▶ _What you will do_
Which of the lines in the listing that follows hold "users"? Pull each one out.
--- START ---
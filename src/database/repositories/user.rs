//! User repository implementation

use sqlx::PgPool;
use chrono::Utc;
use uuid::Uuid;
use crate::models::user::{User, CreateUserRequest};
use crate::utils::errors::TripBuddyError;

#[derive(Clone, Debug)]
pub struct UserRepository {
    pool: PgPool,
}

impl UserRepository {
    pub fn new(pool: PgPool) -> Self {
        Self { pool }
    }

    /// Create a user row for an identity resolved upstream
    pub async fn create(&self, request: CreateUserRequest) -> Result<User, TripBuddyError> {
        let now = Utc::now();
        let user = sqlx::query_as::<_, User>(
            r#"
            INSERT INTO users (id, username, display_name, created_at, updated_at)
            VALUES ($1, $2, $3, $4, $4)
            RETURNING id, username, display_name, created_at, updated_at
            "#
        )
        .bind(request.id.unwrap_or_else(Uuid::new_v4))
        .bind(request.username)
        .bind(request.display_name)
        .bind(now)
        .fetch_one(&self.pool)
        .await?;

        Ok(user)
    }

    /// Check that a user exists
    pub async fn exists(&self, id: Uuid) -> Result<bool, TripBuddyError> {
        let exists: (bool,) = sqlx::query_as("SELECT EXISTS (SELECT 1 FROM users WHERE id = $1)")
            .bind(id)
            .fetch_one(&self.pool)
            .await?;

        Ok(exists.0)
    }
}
--- END ---
--- START ---
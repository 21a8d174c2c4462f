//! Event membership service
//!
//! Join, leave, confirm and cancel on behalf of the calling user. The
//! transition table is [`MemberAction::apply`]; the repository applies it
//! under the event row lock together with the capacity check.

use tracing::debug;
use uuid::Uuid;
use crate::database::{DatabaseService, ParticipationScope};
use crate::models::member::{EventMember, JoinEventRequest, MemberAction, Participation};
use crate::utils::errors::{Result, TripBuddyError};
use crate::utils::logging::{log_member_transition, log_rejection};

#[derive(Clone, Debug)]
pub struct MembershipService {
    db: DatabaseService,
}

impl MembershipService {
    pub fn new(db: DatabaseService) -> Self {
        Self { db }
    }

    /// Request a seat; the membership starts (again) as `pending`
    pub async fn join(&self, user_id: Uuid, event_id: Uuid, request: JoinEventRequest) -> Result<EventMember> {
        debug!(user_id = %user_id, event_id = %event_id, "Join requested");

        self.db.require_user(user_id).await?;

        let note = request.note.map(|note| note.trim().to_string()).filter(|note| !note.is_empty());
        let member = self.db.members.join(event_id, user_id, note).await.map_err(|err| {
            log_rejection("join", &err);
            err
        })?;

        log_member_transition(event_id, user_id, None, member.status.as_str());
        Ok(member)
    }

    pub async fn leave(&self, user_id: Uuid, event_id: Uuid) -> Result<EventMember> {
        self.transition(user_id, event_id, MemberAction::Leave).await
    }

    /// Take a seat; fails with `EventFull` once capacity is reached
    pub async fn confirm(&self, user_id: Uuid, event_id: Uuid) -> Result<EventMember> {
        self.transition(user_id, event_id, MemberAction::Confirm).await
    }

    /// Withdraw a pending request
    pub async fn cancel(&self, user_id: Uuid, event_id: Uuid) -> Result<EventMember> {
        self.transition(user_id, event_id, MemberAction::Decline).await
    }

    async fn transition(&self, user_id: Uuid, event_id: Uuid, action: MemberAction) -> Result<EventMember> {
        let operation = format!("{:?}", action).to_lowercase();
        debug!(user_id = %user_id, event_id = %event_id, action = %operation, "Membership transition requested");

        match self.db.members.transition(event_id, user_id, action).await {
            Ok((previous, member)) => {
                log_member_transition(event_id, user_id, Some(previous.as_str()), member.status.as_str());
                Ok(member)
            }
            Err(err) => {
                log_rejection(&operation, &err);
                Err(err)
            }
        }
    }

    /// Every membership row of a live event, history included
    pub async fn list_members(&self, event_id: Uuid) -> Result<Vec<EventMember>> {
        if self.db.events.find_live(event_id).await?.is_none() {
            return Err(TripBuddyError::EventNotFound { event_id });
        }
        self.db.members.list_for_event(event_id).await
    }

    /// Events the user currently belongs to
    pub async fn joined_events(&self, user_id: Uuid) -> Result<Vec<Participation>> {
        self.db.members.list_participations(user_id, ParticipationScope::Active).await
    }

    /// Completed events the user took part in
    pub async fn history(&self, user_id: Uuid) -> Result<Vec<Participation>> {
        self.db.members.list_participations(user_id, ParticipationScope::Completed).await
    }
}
--- END ---
▶ _Exercise result_
            INSERT INTO users (id, username, display_name, created_at, updated_at)
        let exists: (bool,) = sqlx::query_as("SELECT EXISTS (SELECT 1 FROM users WHERE id = $1)")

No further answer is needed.